WORK REQUIRED: Search the listing for the word "runner" and say how many lines have it, nothing besides.
##### EXTRACTED MATERIAL #####
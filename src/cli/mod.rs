//! Operator command-line front end: run a single task end-to-end from a
//! JSON file, or validate a config file. Not the chat transport.

mod check_config;
pub mod output;
mod run_task;

use std::path::PathBuf;

use clap::{Parser, Subcommand};

use crate::error::Result;

#[derive(Parser, Debug)]
#[command(name = "ozon-slot-engine")]
#[command(version, about, long_about = None)]
pub struct Cli {
    #[command(subcommand)]
    pub command: Commands,
}

#[derive(Subcommand, Debug)]
pub enum Commands {
    /// Run a single task to completion, loading it from a JSON file.
    Run(RunArgs),
    /// Validate a config file and print the resolved settings.
    CheckConfig(CheckConfigArgs),
}

#[derive(Parser, Debug)]
pub struct RunArgs {
    /// Path to the config TOML file.
    #[arg(short, long, default_value = "config.toml")]
    pub config: PathBuf,
    /// Path to the task JSON file.
    #[arg(short, long)]
    pub task: PathBuf,
}

#[derive(Parser, Debug)]
pub struct CheckConfigArgs {
    /// Path to the config TOML file.
    #[arg(short, long, default_value = "config.toml")]
    pub config: PathBuf,
}

pub async fn run(cli: Cli) -> Result<()> {
    match cli.command {
        Commands::Run(args) => run_task::execute(&args.config, &args.task).await,
        Commands::CheckConfig(args) => check_config::execute(&args.config),
    }
}
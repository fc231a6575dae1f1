//! Task registry: maps a running task to its cancellation handle and
//! guarantees at most one active runner per task id (SPEC_FULL.md §4 /
//! §5 restart-safety discussion).

use dashmap::DashMap;
use tokio_util::sync::CancellationToken;

/// Tracks which tasks currently have a runner in flight. The registry does
/// not own the runner's future; it only holds the handle needed to cancel
/// it and a guard against launching the same task twice.
#[derive(Default)]
pub struct TaskRegistry {
    handles: DashMap<String, CancellationToken>,
}

impl TaskRegistry {
    #[must_use]
    pub fn new() -> Self {
        Self::default()
    }

    /// Registers `task_id` as running and returns its cancellation token.
    /// If the task already has an active runner, that runner's token is
    /// cancelled first so at most one runner per task id is ever live.
    pub fn register(&self, task_id: &str, parent: &CancellationToken) -> CancellationToken {
        if let Some(existing) = self.handles.get(task_id) {
            existing.cancel();
        }
        let token = parent.child_token();
        self.handles.insert(task_id.to_string(), token.clone());
        token
    }

    /// Requests cancellation of a running task. No-op if the task isn't
    /// currently registered.
    pub fn cancel(&self, task_id: &str) -> bool {
        if let Some(token) = self.handles.get(task_id) {
            token.cancel();
            true
        } else {
            false
        }
    }

    /// Removes a task from the registry once its runner has exited, whether
    /// by completion, cancellation, or failure.
    pub fn clear(&self, task_id: &str) {
        self.handles.remove(task_id);
    }

    pub fn is_running(&self, task_id: &str) -> bool {
        self.handles.contains_key(task_id)
    }

    pub fn running_count(&self) -> usize {
        self.handles.len()
    }
}

#[cfg(test)]
mod tests {
    use super::*;

    #[test]
    fn registering_again_cancels_the_previous_handle() {
        let registry = TaskRegistry::new();
        let parent = CancellationToken::new();
        let first = registry.register("task-1", &parent);
        assert!(!first.is_cancelled());
        let second = registry.register("task-1", &parent);
        assert!(first.is_cancelled());
        assert!(!second.is_cancelled());
    }

    #[test]
    fn cancel_trips_the_returned_token() {
        let registry = TaskRegistry::new();
        let parent = CancellationToken::new();
        let token = registry.register("task-1", &parent);
        assert!(!token.is_cancelled());
        assert!(registry.cancel("task-1"));
        assert!(token.is_cancelled());
    }

    #[test]
    fn cancel_unknown_task_is_noop() {
        let registry = TaskRegistry::new();
        assert!(!registry.cancel("missing"));
    }

    #[test]
    fn clear_drops_the_handle_without_cancelling_it() {
        let registry = TaskRegistry::new();
        let parent = CancellationToken::new();
        let token = registry.register("task-1", &parent);
        registry.clear("task-1");
        assert!(!registry.is_running("task-1"));
        assert!(!token.is_cancelled());
    }

    #[test]
    fn parent_cancellation_propagates_to_children() {
        let registry = TaskRegistry::new();
        let parent = CancellationToken::new();
        let token = registry.register("task-1", &parent);
        parent.cancel();
        assert!(token.is_cancelled());
    }
}
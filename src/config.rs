//! Engine configuration loading and validation.
//!
//! Configuration is loaded from a TOML file with environment variable
//! overrides for secrets (marketplace credentials are never read from the
//! config file; they come from the `CredentialStore` port at task-run time).

use std::path::Path;

use serde::Deserialize;
use tracing_subscriber::{fmt, EnvFilter};

use crate::error::{Error, Result};

fn default_http_base_url() -> String {
    "https://api-seller.ozon.ru".to_string()
}
fn default_http_timeout_ms() -> u64 {
    10_000
}
fn default_http_retry_attempts() -> u32 {
    3
}
fn default_http_retry_base_ms() -> u64 {
    200
}
fn default_draft_poll_interval_ms() -> u64 {
    10_000
}
fn default_draft_poll_max_attempts() -> u32 {
    1_000
}
fn default_draft_recreate_max_attempts() -> u32 {
    1_000
}
fn default_draft_lifetime_ms() -> i64 {
    1_800_000
}
fn default_draft_recreate_backoff_ms() -> u64 {
    1_000
}
fn default_timeslot_poll_interval_ms() -> u64 {
    3_000
}
fn default_timeslot_window_max_days() -> i64 {
    28
}
fn default_rate_limit_second_ms() -> u64 {
    2_000
}
fn default_rate_limit_per_minute() -> u32 {
    2
}
fn default_rate_limit_per_hour() -> u32 {
    50
}
fn default_rate_limit_min_wait_ms() -> u64 {
    250
}
fn default_order_id_poll_attempts() -> u32 {
    5
}
fn default_order_id_poll_delay_ms() -> u64 {
    1_000
}
fn default_ready_days_min() -> i64 {
    0
}
fn default_ready_days_max() -> i64 {
    28
}
fn default_ready_days_default() -> i64 {
    1
}
fn default_database_url() -> String {
    "ozon_slot_engine.sqlite3".to_string()
}
fn default_log_format() -> LogFormat {
    LogFormat::Pretty
}
fn default_sku_resolve_batch_size() -> usize {
    100
}

/// Output format for structured logs.
#[derive(Debug, Clone, Copy, Default, PartialEq, Eq, Deserialize)]
#[serde(rename_all = "lowercase")]
pub enum LogFormat {
    #[default]
    Pretty,
    Json,
}

/// Rate-limiting constants for draft-creating and draft-inspection endpoints.
#[derive(Debug, Clone, Deserialize)]
pub struct RateLimitConfig {
    #[serde(default = "default_rate_limit_second_ms")]
    pub per_second_ms: u64,
    #[serde(default = "default_rate_limit_per_minute")]
    pub per_minute: u32,
    #[serde(default = "default_rate_limit_per_hour")]
    pub per_hour: u32,
    #[serde(default = "default_rate_limit_min_wait_ms")]
    pub min_wait_ms: u64,
}

impl Default for RateLimitConfig {
    fn default() -> Self {
        Self {
            per_second_ms: default_rate_limit_second_ms(),
            per_minute: default_rate_limit_per_minute(),
            per_hour: default_rate_limit_per_hour(),
            min_wait_ms: default_rate_limit_min_wait_ms(),
        }
    }
}

/// Draft controller timing and retry limits.
#[derive(Debug, Clone, Deserialize)]
pub struct DraftConfig {
    #[serde(default = "default_draft_poll_interval_ms")]
    pub poll_interval_ms: u64,
    #[serde(default = "default_draft_poll_max_attempts")]
    pub poll_max_attempts: u32,
    #[serde(default = "default_draft_recreate_max_attempts")]
    pub recreate_max_attempts: u32,
    #[serde(default = "default_draft_lifetime_ms")]
    pub lifetime_ms: i64,
    #[serde(default = "default_draft_recreate_backoff_ms")]
    pub recreate_backoff_ms: u64,
}

impl Default for DraftConfig {
    fn default() -> Self {
        Self {
            poll_interval_ms: default_draft_poll_interval_ms(),
            poll_max_attempts: default_draft_poll_max_attempts(),
            recreate_max_attempts: default_draft_recreate_max_attempts(),
            lifetime_ms: default_draft_lifetime_ms(),
            recreate_backoff_ms: default_draft_recreate_backoff_ms(),
        }
    }
}

/// Timeslot search window limits.
#[derive(Debug, Clone, Deserialize)]
pub struct TimeslotConfig {
    #[serde(default = "default_timeslot_poll_interval_ms")]
    pub poll_interval_ms: u64,
    #[serde(default = "default_timeslot_window_max_days")]
    pub window_max_days: i64,
}

impl Default for TimeslotConfig {
    fn default() -> Self {
        Self {
            poll_interval_ms: default_timeslot_poll_interval_ms(),
            window_max_days: default_timeslot_window_max_days(),
        }
    }
}

/// HTTP client timeout/retry policy.
#[derive(Debug, Clone, Deserialize)]
pub struct HttpConfig {
    #[serde(default = "default_http_base_url")]
    pub base_url: String,
    #[serde(default = "default_http_timeout_ms")]
    pub timeout_ms: u64,
    #[serde(default = "default_http_retry_attempts")]
    pub retry_attempts: u32,
    #[serde(default = "default_http_retry_base_ms")]
    pub retry_base_ms: u64,
}

impl Default for HttpConfig {
    fn default() -> Self {
        Self {
            base_url: default_http_base_url(),
            timeout_ms: default_http_timeout_ms(),
            retry_attempts: default_http_retry_attempts(),
            retry_base_ms: default_http_retry_base_ms(),
        }
    }
}

/// Readiness day bounds and post-supply order-id resolution.
#[derive(Debug, Clone, Deserialize)]
pub struct SupplyConfig {
    #[serde(default = "default_ready_days_min")]
    pub ready_days_min: i64,
    #[serde(default = "default_ready_days_max")]
    pub ready_days_max: i64,
    #[serde(default = "default_ready_days_default")]
    pub ready_days_default: i64,
    #[serde(default = "default_order_id_poll_attempts")]
    pub order_id_poll_attempts: u32,
    #[serde(default = "default_order_id_poll_delay_ms")]
    pub order_id_poll_delay_ms: u64,
    #[serde(default = "default_sku_resolve_batch_size")]
    pub sku_resolve_batch_size: usize,
}

impl Default for SupplyConfig {
    fn default() -> Self {
        Self {
            ready_days_min: default_ready_days_min(),
            ready_days_max: default_ready_days_max(),
            ready_days_default: default_ready_days_default(),
            order_id_poll_attempts: default_order_id_poll_attempts(),
            order_id_poll_delay_ms: default_order_id_poll_delay_ms(),
            sku_resolve_batch_size: default_sku_resolve_batch_size(),
        }
    }
}

/// Logging configuration.
#[derive(Debug, Clone, Deserialize)]
pub struct LoggingConfig {
    #[serde(default = "default_log_format")]
    pub format: LogFormat,
}

impl Default for LoggingConfig {
    fn default() -> Self {
        Self {
            format: default_log_format(),
        }
    }
}

/// Top-level engine configuration.
#[derive(Debug, Clone, Deserialize)]
pub struct Config {
    #[serde(default = "default_database_url")]
    pub database_url: String,
    #[serde(default)]
    pub http: HttpConfig,
    #[serde(default)]
    pub draft: DraftConfig,
    #[serde(default)]
    pub timeslot: TimeslotConfig,
    #[serde(default)]
    pub rate_limit: RateLimitConfig,
    #[serde(default)]
    pub supply: SupplyConfig,
    #[serde(default)]
    pub logging: LoggingConfig,
}

impl Default for Config {
    fn default() -> Self {
        Self {
            database_url: default_database_url(),
            http: HttpConfig::default(),
            draft: DraftConfig::default(),
            timeslot: TimeslotConfig::default(),
            rate_limit: RateLimitConfig::default(),
            supply: SupplyConfig::default(),
            logging: LoggingConfig::default(),
        }
    }
}

impl Config {
    /// Load configuration from a TOML file, falling back to defaults for any
    /// field the file doesn't set. Missing file is not an error; an absent
    /// `config.toml` simply means "use defaults".
    pub fn load(path: impl AsRef<Path>) -> Result<Self> {
        let path = path.as_ref();
        if !path.exists() {
            return Ok(Self::default());
        }
        let raw = std::fs::read_to_string(path)?;
        toml::from_str(&raw).map_err(|e| Error::Config(e.to_string()))
    }

    /// Validate cross-field invariants that `serde` defaults can't express.
    pub fn validate(&self) -> Result<()> {
        if self.supply.ready_days_min > self.supply.ready_days_max {
            return Err(Error::Config(format!(
                "ready_days_min ({}) must be <= ready_days_max ({})",
                self.supply.ready_days_min, self.supply.ready_days_max
            )));
        }
        if !(self.supply.ready_days_min..=self.supply.ready_days_max)
            .contains(&self.supply.ready_days_default)
        {
            return Err(Error::Config(format!(
                "ready_days_default ({}) must be within [{}, {}]",
                self.supply.ready_days_default,
                self.supply.ready_days_min,
                self.supply.ready_days_max
            )));
        }
        Ok(())
    }

    /// Initialise the global `tracing` subscriber. Call once at process start.
    pub fn init_logging(&self) {
        let filter = EnvFilter::try_from_default_env().unwrap_or_else(|_| EnvFilter::new("info"));
        match self.logging.format {
            LogFormat::Json => {
                let _ = fmt().with_env_filter(filter).json().try_init();
            }
            LogFormat::Pretty => {
                let _ = fmt().with_env_filter(filter).try_init();
            }
        }
    }
}
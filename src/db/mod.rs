//! Database layer for persistence using Diesel ORM.

pub mod model;
pub mod schema;

use diesel::r2d2::{ConnectionManager, Pool};
use diesel::SqliteConnection;
use diesel_migrations::{embed_migrations, EmbeddedMigrations, MigrationHarness};

use crate::error::{Error, Result};

/// Database connection pool type alias.
pub type DbPool = Pool<ConnectionManager<SqliteConnection>>;

pub const MIGRATIONS: EmbeddedMigrations = embed_migrations!("migrations");

/// Create a connection pool for the given database URL.
///
/// # Errors
/// Returns an error if the pool cannot be created.
pub fn create_pool(database_url: &str) -> Result<DbPool> {
    let manager = ConnectionManager::<SqliteConnection>::new(database_url);
    Pool::builder()
        .max_size(5)
        .build(manager)
        .map_err(|e| Error::Connection(e.to_string()))
}

/// Run embedded migrations against a freshly created pool. Call once at
/// process start, before any `TaskStore` traffic.
pub fn run_migrations(pool: &DbPool) -> Result<()> {
    let mut conn = pool.get().map_err(|e| Error::Connection(e.to_string()))?;
    conn.run_pending_migrations(MIGRATIONS)
        .map(|_| ())
        .map_err(|e| Error::Database(e.to_string()))
}
//! Event bus adapters, following the reference's `TelegramNotifier` shape:
//! a synchronous, non-blocking `emit` backed by an unbounded channel, with a
//! dropped receiver degrading to a logged warning rather than an error.

use tokio::sync::mpsc::UnboundedSender;
use tracing::{info, warn};

use crate::domain::Event;
use crate::ports::EventBus;

/// Hands events to an `UnboundedReceiver<Event>` owned by whatever is
/// forwarding them to the chat layer. `emit` never blocks: sending into an
/// unbounded channel is synchronous, and a closed receiver is logged, not
/// propagated.
pub struct ChannelEventBus {
    sender: UnboundedSender<Event>,
}

impl ChannelEventBus {
    #[must_use]
    pub fn new(sender: UnboundedSender<Event>) -> Self {
        Self { sender }
    }
}

impl EventBus for ChannelEventBus {
    fn emit(&self, event: Event) {
        if self.sender.send(event).is_err() {
            warn!("event bus channel closed, dropping event");
        }
    }
}

/// Logs every event at `info` level instead of forwarding it anywhere.
/// Useful for the CLI and for any deployment without a chat layer attached.
pub struct TracingEventBus;

impl EventBus for TracingEventBus {
    fn emit(&self, event: Event) {
        info!(task_id = %event.task_id, kind = ?event.kind, message = ?event.message, "task event");
    }
}
//! Ozon slot engine - supply order scheduling against the Ozon Seller API.
//!
//! # Architecture
//!
//! ```text
//! src/
//! ├── domain/     # Pure types: Task, Event, lifecycle state
//! ├── ports/      # Trait boundaries to external collaborators
//! ├── adapters/   # Concrete implementations of the ports
//! ├── db/         # Diesel schema/models backing the SQLite adapter
//! ├── engine/     # Rate limiter, registry, draft controller, poller, orchestrator
//! └── cli/        # Operator command-line front end
//! ```
//!
//! The chat transport, spreadsheet ingestion, credential storage backend, and
//! production task-store schema all live outside this crate; this crate only
//! depends on their trait contracts (see [`ports`]).

pub mod adapters;
pub mod cli;
pub mod config;
pub mod db;
pub mod domain;
pub mod engine;
pub mod error;
pub mod ports;
pub mod time;

#[cfg(any(test, feature = "testkit"))]
pub mod testkit;

pub use error::{Error, Result};
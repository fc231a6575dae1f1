//! Timeslot Poller: searches a ready draft's candidate destination warehouse
//! for an acceptable delivery slot (SPEC_FULL.md §4.3).

use chrono::{Duration as ChronoDuration, Utc};
use tokio::time::{sleep, Duration};
use tokio_util::sync::CancellationToken;

use crate::config::TimeslotConfig;
use crate::domain::{Event, EventKind, Task, Timeslot};
use crate::error::{Error, Result};
use crate::ports::{Credentials, EventBus, MarketplaceClient, TimeslotsRequest};
use crate::time::{end_of_moscow_day, local_hour, start_of_moscow_day};

/// Outcome of one search pass over a task's acceptance window.
pub enum TimeslotOutcome {
    Found(Timeslot),
    WindowExpired,
    /// The draft expired mid-search; caller should return to the Draft
    /// Controller to recreate it.
    DraftExpired,
}

pub struct TimeslotPoller<'a> {
    pub client: &'a dyn MarketplaceClient,
    pub events: &'a dyn EventBus,
    pub config: &'a TimeslotConfig,
}

impl<'a> TimeslotPoller<'a> {
    pub async fn search(
        &self,
        task: &Task,
        draft_id: &str,
        warehouse_id: &str,
        credentials: &Credentials,
        cancel: &CancellationToken,
    ) -> Result<TimeslotOutcome> {
        let mut timeslot_missing_emitted = false;

        loop {
            if cancel.is_cancelled() {
                return Err(Error::Cancelled);
            }

            let now = Utc::now();
            if now > task.search_deadline {
                self.events.emit(Event::new(&task.task_id, EventKind::WindowExpired));
                return Ok(TimeslotOutcome::WindowExpired);
            }
            if task.draft_expired(now) {
                return Ok(TimeslotOutcome::DraftExpired);
            }

            let from = start_of_moscow_day(now, task.ready_in_days);
            let max_horizon = now + ChronoDuration::days(self.config.window_max_days);
            let to = end_of_moscow_day(task.search_deadline.min(max_horizon));

            if from > to {
                self.events.emit(Event::new(&task.task_id, EventKind::WindowExpired));
                return Ok(TimeslotOutcome::WindowExpired);
            }

            let response = self
                .client
                .draft_timeslots(
                    credentials,
                    TimeslotsRequest {
                        draft_id: draft_id.to_string(),
                        warehouse_ids: vec![warehouse_id.to_string()],
                        date_from: from,
                        date_to: to,
                    },
                )
                .await?;

            let mut slots = response.slots;
            slots.sort_by_key(|slot| slot.from);
            slots.dedup_by(|a, b| a.from == b.from && a.to == b.to);

            let candidate = slots
                .into_iter()
                .filter(|slot| slot.from >= from)
                .find(|slot| {
                    let hour = local_hour(slot.from, response.warehouse_timezone_offset_minutes);
                    task.time_window.accepts_hour(hour)
                });

            match candidate {
                Some(slot) => return Ok(TimeslotOutcome::Found(slot)),
                None => {
                    if !timeslot_missing_emitted {
                        self.events.emit(Event::new(&task.task_id, EventKind::TimeslotMissing));
                        timeslot_missing_emitted = true;
                    }
                    tokio::select! {
                        () = sleep(Duration::from_millis(self.config.poll_interval_ms)) => {}
                        () = cancel.cancelled() => return Err(Error::Cancelled),
                    }
                }
            }
        }
    }
}

#[cfg(test)]
mod tests {
    use super::*;
    use crate::domain::{Item, SupplyType, TaskState, TimeWindow};
    use crate::ports::TimeslotsResponse;
    use crate::testkit::{RecordingEventBus, ScriptedMarketplaceClient};
    use chrono::Duration as CD;

    fn base_task() -> Task {
        let now = Utc::now();
        Task {
            task_id: "t1".to_string(),
            user_id: "u1".to_string(),
            cluster_id: "c1".to_string(),
            drop_off_warehouse_id: None,
            warehouse_id: None,
            warehouse_auto_select: true,
            supply_type: SupplyType::Direct,
            items: vec![Item::new("123", Some(123), 1).unwrap()],
            ready_in_days: 1,
            search_deadline: now + CD::days(7),
            time_window: TimeWindow::FirstAvailable,
            draft_operation_id: Some("op-1".to_string()),
            draft_id: Some("d-1".to_string()),
            draft_created_at: Some(now),
            draft_expires_at: Some(now + CD::minutes(30)),
            selected_timeslot: None,
            order_flag: false,
            state: TaskState::Polling,
        }
    }

    fn config() -> TimeslotConfig {
        TimeslotConfig {
            poll_interval_ms: 0,
            window_max_days: 28,
        }
    }

    fn credentials() -> Credentials {
        Credentials {
            client_id: "c1".to_string(),
            api_key: "k1".to_string(),
        }
    }

    #[tokio::test(start_paused = true)]
    async fn finds_first_slot_within_window() {
        let task = base_task();
        let client = ScriptedMarketplaceClient::new();
        let slot_from = task.search_deadline - CD::days(1);
        client.push_draft_timeslots(TimeslotsResponse {
            warehouse_timezone_offset_minutes: 0,
            slots: vec![Timeslot { from: slot_from, to: slot_from + CD::hours(2) }],
        });
        let events = RecordingEventBus::new();
        let cfg = config();
        let poller = TimeslotPoller { client: &client, events: &events, config: &cfg };
        let cancel = CancellationToken::new();

        let outcome = poller
            .search(&task, "d-1", "wh-1", &credentials(), &cancel)
            .await
            .unwrap();
        assert!(matches!(outcome, TimeslotOutcome::Found(slot) if slot.from == slot_from));
    }

    #[tokio::test(start_paused = true)]
    async fn window_exhaustion_emits_timeslot_missing_once_then_window_expired() {
        let mut task = base_task();
        task.ready_in_days = 0;
        task.search_deadline = Utc::now() + CD::milliseconds(500);

        let client = ScriptedMarketplaceClient::new();
        for _ in 0..20 {
            client.push_draft_timeslots(TimeslotsResponse {
                warehouse_timezone_offset_minutes: 0,
                slots: Vec::new(),
            });
        }
        let events = RecordingEventBus::new();
        let cfg = TimeslotConfig { poll_interval_ms: 100, window_max_days: 28 };
        let poller = TimeslotPoller { client: &client, events: &events, config: &cfg };
        let cancel = CancellationToken::new();

        let outcome = poller
            .search(&task, "d-1", "wh-1", &credentials(), &cancel)
            .await
            .unwrap();
        assert!(matches!(outcome, TimeslotOutcome::WindowExpired));

        let missing_count = events
            .events()
            .into_iter()
            .filter(|e| e.kind == EventKind::TimeslotMissing)
            .count();
        assert_eq!(missing_count, 1);
    }

    #[tokio::test(start_paused = true)]
    async fn draft_expiry_returns_control_without_calling_client() {
        let mut task = base_task();
        task.draft_expires_at = Some(Utc::now() - CD::seconds(1));

        let client = ScriptedMarketplaceClient::new();
        let events = RecordingEventBus::new();
        let cfg = config();
        let poller = TimeslotPoller { client: &client, events: &events, config: &cfg };
        let cancel = CancellationToken::new();

        let outcome = poller
            .search(&task, "d-1", "wh-1", &credentials(), &cancel)
            .await
            .unwrap();
        assert!(matches!(outcome, TimeslotOutcome::DraftExpired));
        assert_eq!(client.draft_timeslots_calls(), 0);
    }

    #[tokio::test(start_paused = true)]
    async fn hour_range_rejects_slots_outside_window() {
        let mut task = base_task();
        task.time_window = TimeWindow::HourRange { from_hour: 9, to_hour: Some(12) };

        let client = ScriptedMarketplaceClient::new();
        let slot_date = (task.search_deadline - CD::days(1)).date_naive();
        let rejected_from = slot_date.and_hms_opt(3, 0, 0).unwrap().and_utc();
        let accepted_from = slot_date.and_hms_opt(10, 0, 0).unwrap().and_utc();
        client.push_draft_timeslots(TimeslotsResponse {
            warehouse_timezone_offset_minutes: 0,
            slots: vec![
                Timeslot { from: rejected_from, to: rejected_from + CD::hours(1) },
                Timeslot { from: accepted_from, to: accepted_from + CD::hours(1) },
            ],
        });
        let events = RecordingEventBus::new();
        let cfg = config();
        let poller = TimeslotPoller { client: &client, events: &events, config: &cfg };
        let cancel = CancellationToken::new();

        let outcome = poller
            .search(&task, "d-1", "wh-1", &credentials(), &cancel)
            .await
            .unwrap();
        assert!(matches!(outcome, TimeslotOutcome::Found(slot) if slot.from == accepted_from));
    }
}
#####
SOLUTION TO THIS TASK: 6